EXTRACTED RECORDS |
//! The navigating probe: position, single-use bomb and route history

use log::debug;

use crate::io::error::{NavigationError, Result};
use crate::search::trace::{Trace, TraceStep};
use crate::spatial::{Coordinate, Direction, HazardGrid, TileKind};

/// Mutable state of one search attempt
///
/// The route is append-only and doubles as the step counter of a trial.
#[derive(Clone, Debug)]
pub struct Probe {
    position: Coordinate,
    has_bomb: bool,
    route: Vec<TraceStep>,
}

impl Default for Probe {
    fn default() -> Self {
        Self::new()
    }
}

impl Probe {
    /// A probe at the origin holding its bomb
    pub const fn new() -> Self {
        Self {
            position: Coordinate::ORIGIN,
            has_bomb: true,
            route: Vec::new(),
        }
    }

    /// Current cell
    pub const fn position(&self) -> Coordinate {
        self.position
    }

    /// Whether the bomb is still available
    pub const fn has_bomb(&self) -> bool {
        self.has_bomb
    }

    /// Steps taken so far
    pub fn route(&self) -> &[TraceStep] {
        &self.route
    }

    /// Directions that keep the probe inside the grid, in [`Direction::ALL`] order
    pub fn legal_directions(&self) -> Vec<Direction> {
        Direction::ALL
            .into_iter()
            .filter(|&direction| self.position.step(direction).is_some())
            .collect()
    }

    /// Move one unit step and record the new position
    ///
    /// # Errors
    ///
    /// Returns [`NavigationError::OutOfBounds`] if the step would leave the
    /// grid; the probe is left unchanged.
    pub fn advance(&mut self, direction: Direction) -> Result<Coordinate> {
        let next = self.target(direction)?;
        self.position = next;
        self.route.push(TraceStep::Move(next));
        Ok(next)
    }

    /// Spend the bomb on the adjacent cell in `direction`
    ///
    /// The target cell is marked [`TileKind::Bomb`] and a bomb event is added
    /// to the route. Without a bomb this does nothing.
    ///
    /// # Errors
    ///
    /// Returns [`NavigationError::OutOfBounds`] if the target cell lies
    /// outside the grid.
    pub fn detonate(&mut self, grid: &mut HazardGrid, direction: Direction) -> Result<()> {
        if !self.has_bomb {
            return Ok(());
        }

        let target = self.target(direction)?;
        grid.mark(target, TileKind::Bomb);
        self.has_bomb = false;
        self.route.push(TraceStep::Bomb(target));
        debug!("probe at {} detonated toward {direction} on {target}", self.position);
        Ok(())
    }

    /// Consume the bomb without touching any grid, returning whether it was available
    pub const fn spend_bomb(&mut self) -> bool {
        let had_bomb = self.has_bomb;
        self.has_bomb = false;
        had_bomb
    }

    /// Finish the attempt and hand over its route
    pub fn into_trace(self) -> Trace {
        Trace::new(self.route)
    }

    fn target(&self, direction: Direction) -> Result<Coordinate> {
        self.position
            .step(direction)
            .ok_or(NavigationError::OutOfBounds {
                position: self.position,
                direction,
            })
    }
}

WHAT YOU ARE ASKED TO DO | From the first line to the last, copy the records without alteration.

RESULT FOR THIS TASK |
//! The navigating probe: position, single-use bomb and route history

use log::debug;

use crate::io::error::{NavigationError, Result};
use crate::search::trace::{Trace, TraceStep};
use crate::spatial::{Coordinate, Direction, HazardGrid, TileKind};

/// Mutable state of one search attempt
///
/// The route is append-only and doubles as the step counter of a trial.
#[derive(Clone, Debug)]
pub struct Probe {
    position: Coordinate,
    has_bomb: bool,
    route: Vec<TraceStep>,
}

impl Default for Probe {
    fn default() -> Self {
        Self::new()
    }
}

impl Probe {
    /// A probe at the origin holding its bomb
    pub const fn new() -> Self {
        Self {
            position: Coordinate::ORIGIN,
            has_bomb: true,
            route: Vec::new(),
        }
    }

    /// Current cell
    pub const fn position(&self) -> Coordinate {
        self.position
    }

    /// Whether the bomb is still available
    pub const fn has_bomb(&self) -> bool {
        self.has_bomb
    }

    /// Steps taken so far
    pub fn route(&self) -> &[TraceStep] {
        &self.route
    }

    /// Directions that keep the probe inside the grid, in [`Direction::ALL`] order
    pub fn legal_directions(&self) -> Vec<Direction> {
        Direction::ALL
            .into_iter()
            .filter(|&direction| self.position.step(direction).is_some())
            .collect()
    }

    /// Move one unit step and record the new position
    ///
    /// # Errors
    ///
    /// Returns [`NavigationError::OutOfBounds`] if the step would leave the
    /// grid; the probe is left unchanged.
    pub fn advance(&mut self, direction: Direction) -> Result<Coordinate> {
        let next = self.target(direction)?;
        self.position = next;
        self.route.push(TraceStep::Move(next));
        Ok(next)
    }

    /// Spend the bomb on the adjacent cell in `direction`
    ///
    /// The target cell is marked [`TileKind::Bomb`] and a bomb event is added
    /// to the route. Without a bomb this does nothing.
    ///
    /// # Errors
    ///
    /// Returns [`NavigationError::OutOfBounds`] if the target cell lies
    /// outside the grid.
    pub fn detonate(&mut self, grid: &mut HazardGrid, direction: Direction) -> Result<()> {
        if !self.has_bomb {
            return Ok(());
        }

        let target = self.target(direction)?;
        grid.mark(target, TileKind::Bomb);
        self.has_bomb = false;
        self.route.push(TraceStep::Bomb(target));
        debug!("probe at {} detonated toward {direction} on {target}", self.position);
        Ok(())
    }

    /// Consume the bomb without touching any grid, returning whether it was available
    pub const fn spend_bomb(&mut self) -> bool {
        let had_bomb = self.has_bomb;
        self.has_bomb = false;
        had_bomb
    }

    /// Finish the attempt and hand over its route
    pub fn into_trace(self) -> Trace {
        Trace::new(self.route)
    }

    fn target(&self, direction: Direction) -> Result<Coordinate> {
        self.position
            .step(direction)
            .ok_or(NavigationError::OutOfBounds {
                position: self.position,
                direction,
            })
    }
}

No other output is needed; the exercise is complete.